EXERCISE REQUIREMENTS: Among the records below, find each line containing the word "ApiSettings" and copy it.

SOURCE DATA: Begin

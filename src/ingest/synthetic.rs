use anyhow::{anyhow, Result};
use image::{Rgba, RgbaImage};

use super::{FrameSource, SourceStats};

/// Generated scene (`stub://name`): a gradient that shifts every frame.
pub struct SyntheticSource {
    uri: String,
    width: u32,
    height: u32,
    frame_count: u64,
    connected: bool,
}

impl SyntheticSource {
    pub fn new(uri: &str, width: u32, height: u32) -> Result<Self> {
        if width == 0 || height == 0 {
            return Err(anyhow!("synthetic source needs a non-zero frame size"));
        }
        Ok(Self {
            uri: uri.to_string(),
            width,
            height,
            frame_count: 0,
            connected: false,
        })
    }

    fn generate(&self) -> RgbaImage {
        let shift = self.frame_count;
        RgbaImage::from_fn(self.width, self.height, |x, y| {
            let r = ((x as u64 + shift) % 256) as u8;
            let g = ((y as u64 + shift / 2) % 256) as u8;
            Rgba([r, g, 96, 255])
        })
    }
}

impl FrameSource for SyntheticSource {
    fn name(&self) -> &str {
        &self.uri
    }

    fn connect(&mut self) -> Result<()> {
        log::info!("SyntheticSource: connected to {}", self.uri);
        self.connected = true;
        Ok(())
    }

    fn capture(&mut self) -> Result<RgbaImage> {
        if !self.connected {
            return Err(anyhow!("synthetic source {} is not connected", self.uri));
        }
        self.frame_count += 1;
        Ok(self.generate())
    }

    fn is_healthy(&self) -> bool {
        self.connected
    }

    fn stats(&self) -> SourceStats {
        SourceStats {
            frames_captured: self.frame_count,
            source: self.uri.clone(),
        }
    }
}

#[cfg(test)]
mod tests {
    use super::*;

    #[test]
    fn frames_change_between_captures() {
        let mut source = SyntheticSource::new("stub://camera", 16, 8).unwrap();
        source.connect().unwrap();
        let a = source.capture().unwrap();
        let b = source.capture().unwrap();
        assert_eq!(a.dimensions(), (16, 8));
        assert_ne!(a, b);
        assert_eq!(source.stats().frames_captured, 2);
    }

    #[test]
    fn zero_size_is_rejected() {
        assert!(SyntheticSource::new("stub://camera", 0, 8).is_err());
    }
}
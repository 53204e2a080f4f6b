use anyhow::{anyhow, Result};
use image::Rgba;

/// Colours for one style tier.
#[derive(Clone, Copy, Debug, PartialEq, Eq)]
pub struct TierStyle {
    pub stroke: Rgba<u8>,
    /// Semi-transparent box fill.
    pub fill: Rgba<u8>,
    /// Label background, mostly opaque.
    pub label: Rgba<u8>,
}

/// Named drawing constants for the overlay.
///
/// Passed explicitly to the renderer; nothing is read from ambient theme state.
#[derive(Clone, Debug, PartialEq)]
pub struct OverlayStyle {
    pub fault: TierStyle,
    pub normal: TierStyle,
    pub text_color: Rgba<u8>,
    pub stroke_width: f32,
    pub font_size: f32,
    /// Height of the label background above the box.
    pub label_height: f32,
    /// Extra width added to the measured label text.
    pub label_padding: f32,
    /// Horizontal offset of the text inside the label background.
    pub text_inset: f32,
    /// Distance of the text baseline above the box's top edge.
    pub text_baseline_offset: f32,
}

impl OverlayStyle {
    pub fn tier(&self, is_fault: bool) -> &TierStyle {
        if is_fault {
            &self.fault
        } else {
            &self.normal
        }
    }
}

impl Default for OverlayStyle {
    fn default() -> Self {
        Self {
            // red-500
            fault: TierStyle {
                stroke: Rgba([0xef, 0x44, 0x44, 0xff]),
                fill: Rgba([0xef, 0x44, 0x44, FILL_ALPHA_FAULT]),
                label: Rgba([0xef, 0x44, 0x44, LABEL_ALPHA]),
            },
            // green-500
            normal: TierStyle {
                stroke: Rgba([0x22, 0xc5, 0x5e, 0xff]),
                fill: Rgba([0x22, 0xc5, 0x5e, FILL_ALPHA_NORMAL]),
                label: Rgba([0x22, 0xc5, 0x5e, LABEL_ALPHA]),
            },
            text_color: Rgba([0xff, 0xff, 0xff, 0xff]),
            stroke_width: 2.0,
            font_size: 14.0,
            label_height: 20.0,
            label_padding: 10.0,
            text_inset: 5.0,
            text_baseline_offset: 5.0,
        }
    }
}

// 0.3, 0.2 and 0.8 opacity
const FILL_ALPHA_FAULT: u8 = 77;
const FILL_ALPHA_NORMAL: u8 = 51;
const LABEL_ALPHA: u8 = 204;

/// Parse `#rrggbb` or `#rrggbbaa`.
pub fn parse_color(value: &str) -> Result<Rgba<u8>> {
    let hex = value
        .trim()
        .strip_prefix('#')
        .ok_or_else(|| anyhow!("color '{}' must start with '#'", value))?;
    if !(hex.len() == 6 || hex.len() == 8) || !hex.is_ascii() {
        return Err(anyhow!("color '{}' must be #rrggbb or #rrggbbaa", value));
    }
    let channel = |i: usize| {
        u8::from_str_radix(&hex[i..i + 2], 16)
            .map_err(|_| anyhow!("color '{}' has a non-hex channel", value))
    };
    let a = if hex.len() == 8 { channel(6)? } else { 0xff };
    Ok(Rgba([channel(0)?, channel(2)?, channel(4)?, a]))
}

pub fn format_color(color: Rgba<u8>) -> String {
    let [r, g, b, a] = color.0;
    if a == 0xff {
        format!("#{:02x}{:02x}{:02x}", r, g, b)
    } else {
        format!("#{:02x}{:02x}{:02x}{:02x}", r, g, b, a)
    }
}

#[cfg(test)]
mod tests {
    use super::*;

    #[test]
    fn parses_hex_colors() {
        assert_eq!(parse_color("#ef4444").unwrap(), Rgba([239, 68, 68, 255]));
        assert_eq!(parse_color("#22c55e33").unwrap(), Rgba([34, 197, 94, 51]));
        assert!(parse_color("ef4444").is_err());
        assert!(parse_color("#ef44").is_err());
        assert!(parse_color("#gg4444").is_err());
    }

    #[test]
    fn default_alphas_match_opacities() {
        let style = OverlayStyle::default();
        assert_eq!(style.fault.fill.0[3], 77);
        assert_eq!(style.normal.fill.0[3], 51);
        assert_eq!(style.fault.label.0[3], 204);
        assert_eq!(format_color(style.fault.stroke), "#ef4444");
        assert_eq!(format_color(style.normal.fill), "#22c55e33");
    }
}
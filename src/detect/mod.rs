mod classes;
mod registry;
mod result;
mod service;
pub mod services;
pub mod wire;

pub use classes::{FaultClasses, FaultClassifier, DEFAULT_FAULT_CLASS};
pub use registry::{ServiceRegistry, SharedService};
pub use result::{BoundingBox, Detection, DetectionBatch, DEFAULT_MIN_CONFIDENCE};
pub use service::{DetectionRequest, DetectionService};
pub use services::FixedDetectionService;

SOURCE DATA: End
SOURCE DATA: Begin

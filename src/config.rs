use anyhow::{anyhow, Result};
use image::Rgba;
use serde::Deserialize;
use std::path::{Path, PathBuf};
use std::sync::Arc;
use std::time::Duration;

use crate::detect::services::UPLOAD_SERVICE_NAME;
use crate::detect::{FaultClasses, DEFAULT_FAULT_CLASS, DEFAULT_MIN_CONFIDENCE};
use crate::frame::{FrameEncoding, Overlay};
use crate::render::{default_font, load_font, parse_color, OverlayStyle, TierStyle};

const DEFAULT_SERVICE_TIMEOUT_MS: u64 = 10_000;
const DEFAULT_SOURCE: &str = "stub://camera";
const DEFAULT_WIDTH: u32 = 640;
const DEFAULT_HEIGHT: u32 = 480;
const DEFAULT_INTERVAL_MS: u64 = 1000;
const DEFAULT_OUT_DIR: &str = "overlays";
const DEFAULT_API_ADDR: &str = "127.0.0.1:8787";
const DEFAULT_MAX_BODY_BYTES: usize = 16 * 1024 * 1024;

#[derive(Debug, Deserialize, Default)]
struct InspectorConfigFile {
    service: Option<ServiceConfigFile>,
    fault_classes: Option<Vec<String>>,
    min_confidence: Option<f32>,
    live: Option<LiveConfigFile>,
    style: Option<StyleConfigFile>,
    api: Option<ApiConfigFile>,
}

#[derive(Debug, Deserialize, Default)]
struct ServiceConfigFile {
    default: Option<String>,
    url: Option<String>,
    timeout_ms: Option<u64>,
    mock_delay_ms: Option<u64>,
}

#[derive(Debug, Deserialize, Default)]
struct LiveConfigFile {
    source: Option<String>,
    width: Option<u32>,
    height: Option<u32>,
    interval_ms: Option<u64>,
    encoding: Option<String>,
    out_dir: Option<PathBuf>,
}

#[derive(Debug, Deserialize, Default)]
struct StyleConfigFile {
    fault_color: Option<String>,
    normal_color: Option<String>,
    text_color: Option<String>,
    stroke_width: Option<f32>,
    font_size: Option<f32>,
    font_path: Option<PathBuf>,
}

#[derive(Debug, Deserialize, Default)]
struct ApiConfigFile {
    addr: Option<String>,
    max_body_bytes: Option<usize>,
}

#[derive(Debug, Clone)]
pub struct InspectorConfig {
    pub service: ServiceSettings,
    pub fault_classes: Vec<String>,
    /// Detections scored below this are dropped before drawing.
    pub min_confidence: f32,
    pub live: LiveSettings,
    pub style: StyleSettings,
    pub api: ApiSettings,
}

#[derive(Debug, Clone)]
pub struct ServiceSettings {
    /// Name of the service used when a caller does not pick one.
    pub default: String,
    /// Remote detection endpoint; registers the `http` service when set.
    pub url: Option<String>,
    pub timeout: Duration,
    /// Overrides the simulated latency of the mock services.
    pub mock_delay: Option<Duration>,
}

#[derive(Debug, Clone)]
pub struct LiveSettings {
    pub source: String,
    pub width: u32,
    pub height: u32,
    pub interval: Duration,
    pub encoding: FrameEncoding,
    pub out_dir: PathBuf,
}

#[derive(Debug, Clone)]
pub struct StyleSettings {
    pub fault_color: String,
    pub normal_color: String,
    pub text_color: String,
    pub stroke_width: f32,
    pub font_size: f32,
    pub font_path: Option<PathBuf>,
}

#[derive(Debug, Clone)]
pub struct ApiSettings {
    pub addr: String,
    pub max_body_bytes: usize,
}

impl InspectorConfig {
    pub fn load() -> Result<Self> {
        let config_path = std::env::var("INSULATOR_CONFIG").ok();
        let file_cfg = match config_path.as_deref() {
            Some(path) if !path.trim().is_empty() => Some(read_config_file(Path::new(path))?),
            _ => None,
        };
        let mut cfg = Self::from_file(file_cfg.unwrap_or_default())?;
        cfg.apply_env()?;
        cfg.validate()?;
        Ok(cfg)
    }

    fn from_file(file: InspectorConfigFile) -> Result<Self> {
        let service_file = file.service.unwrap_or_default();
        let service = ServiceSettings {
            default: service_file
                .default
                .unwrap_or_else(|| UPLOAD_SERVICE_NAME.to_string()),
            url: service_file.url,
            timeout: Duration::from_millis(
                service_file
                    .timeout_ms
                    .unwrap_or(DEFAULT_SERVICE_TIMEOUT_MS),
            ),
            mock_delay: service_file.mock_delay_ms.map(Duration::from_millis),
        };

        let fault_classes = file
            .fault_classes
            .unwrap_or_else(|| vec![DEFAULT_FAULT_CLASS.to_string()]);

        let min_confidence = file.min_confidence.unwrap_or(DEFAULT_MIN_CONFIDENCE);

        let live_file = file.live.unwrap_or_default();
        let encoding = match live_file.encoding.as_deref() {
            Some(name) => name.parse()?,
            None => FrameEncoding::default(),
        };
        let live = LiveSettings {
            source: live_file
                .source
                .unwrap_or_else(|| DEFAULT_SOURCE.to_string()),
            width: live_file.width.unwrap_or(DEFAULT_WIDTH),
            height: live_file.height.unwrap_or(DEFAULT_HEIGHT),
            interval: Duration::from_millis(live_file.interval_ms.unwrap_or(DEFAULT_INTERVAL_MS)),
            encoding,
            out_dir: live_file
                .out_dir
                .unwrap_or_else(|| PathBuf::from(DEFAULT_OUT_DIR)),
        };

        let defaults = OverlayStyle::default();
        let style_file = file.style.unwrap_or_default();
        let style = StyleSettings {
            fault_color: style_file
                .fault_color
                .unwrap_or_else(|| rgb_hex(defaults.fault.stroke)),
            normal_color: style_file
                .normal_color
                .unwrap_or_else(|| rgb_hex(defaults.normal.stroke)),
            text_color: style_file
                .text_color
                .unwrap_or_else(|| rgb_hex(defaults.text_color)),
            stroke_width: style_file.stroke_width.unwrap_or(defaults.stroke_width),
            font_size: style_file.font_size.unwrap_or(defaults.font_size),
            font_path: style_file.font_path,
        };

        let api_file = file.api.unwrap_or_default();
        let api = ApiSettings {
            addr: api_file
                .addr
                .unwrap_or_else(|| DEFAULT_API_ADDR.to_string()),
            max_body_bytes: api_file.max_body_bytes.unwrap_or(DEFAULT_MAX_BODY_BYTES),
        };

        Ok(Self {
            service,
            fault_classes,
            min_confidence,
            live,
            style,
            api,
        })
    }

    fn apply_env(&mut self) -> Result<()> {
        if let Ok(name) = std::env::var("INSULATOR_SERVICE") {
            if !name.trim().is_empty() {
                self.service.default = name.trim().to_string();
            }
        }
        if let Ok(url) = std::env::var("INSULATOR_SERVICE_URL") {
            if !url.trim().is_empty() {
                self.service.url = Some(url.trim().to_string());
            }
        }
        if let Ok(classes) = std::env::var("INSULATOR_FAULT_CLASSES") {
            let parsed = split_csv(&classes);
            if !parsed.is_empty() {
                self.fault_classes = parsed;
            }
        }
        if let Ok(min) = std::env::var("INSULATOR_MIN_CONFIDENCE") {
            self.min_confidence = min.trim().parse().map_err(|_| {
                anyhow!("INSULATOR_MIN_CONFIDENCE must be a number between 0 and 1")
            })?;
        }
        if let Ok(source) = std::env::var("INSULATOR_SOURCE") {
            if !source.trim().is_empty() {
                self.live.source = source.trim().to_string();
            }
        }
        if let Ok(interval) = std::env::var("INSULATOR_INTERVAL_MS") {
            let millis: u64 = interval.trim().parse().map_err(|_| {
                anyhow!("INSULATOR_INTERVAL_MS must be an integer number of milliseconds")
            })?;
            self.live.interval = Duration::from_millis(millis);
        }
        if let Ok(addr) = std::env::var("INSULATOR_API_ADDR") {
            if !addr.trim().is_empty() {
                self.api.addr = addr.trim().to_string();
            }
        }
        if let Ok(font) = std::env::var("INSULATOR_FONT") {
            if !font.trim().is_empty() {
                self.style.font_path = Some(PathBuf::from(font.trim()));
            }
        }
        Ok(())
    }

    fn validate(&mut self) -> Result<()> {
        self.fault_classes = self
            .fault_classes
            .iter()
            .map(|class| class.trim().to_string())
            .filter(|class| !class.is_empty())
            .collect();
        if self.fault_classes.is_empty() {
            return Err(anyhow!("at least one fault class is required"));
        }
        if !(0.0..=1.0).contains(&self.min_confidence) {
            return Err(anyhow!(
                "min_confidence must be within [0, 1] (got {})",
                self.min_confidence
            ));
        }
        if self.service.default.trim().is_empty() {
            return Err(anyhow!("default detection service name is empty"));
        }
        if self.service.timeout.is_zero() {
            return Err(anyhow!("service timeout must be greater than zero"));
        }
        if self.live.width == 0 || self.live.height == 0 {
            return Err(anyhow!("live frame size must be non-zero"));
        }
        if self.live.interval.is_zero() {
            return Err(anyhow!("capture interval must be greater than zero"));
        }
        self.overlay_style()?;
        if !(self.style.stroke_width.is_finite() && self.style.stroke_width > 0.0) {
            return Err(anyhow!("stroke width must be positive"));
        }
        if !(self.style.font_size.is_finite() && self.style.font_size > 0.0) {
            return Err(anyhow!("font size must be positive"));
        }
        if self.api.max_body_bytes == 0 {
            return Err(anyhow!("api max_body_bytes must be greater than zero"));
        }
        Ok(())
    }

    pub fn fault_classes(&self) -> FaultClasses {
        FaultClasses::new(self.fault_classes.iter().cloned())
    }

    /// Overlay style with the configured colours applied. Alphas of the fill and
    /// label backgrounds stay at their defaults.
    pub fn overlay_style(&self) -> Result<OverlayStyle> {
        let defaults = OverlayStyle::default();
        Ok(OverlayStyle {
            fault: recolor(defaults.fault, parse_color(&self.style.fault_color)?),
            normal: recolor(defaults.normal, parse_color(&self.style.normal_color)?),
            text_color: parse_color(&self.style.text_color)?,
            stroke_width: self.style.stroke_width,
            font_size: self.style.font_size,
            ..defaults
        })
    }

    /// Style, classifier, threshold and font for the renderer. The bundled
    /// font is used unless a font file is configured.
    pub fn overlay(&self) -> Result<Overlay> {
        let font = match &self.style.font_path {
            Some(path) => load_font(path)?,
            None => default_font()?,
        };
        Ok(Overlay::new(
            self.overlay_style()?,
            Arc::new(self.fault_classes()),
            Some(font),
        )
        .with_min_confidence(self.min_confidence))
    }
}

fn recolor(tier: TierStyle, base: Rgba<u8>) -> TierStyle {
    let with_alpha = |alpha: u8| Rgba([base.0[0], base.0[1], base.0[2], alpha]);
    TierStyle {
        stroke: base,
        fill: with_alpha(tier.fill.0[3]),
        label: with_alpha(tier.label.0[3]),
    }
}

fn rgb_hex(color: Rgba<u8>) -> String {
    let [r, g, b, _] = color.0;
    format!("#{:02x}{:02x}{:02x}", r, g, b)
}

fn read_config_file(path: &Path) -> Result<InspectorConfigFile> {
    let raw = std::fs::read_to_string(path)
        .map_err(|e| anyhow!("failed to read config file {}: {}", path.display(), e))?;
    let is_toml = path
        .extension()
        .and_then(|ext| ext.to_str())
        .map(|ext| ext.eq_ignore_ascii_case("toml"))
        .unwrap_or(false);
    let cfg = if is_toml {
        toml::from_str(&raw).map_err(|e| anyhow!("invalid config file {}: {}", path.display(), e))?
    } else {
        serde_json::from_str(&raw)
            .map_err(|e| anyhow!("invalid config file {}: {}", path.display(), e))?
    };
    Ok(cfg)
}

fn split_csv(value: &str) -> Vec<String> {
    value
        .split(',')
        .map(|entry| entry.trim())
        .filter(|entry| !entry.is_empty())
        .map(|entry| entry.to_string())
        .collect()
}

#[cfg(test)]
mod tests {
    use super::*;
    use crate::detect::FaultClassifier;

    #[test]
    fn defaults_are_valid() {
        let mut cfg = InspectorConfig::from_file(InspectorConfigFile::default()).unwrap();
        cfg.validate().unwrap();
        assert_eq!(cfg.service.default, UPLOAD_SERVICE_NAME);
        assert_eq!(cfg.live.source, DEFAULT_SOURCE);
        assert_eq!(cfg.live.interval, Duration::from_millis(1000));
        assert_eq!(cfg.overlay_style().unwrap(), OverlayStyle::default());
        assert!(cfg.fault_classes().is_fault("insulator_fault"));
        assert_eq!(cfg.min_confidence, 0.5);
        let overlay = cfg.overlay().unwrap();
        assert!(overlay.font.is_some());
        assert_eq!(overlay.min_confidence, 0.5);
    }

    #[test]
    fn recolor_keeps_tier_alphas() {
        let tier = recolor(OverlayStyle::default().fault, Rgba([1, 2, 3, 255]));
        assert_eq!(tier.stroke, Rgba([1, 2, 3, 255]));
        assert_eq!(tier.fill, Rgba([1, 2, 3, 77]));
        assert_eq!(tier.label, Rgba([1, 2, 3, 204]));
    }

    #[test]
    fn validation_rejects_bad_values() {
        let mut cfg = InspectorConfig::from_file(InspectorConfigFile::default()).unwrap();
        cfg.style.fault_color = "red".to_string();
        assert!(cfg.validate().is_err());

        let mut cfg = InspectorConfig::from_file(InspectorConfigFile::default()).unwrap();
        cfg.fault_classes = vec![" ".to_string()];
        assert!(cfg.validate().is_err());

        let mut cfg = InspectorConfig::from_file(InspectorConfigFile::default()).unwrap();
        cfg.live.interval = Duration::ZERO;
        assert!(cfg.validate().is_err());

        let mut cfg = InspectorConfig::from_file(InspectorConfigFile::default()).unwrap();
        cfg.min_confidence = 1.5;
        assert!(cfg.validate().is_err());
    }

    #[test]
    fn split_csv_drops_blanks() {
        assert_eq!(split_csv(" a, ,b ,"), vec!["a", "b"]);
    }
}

SOURCE DATA: End

RESPONSE TO THE TASK:
    pub api: ApiSettings,
pub struct ApiSettings {
        let api = ApiSettings {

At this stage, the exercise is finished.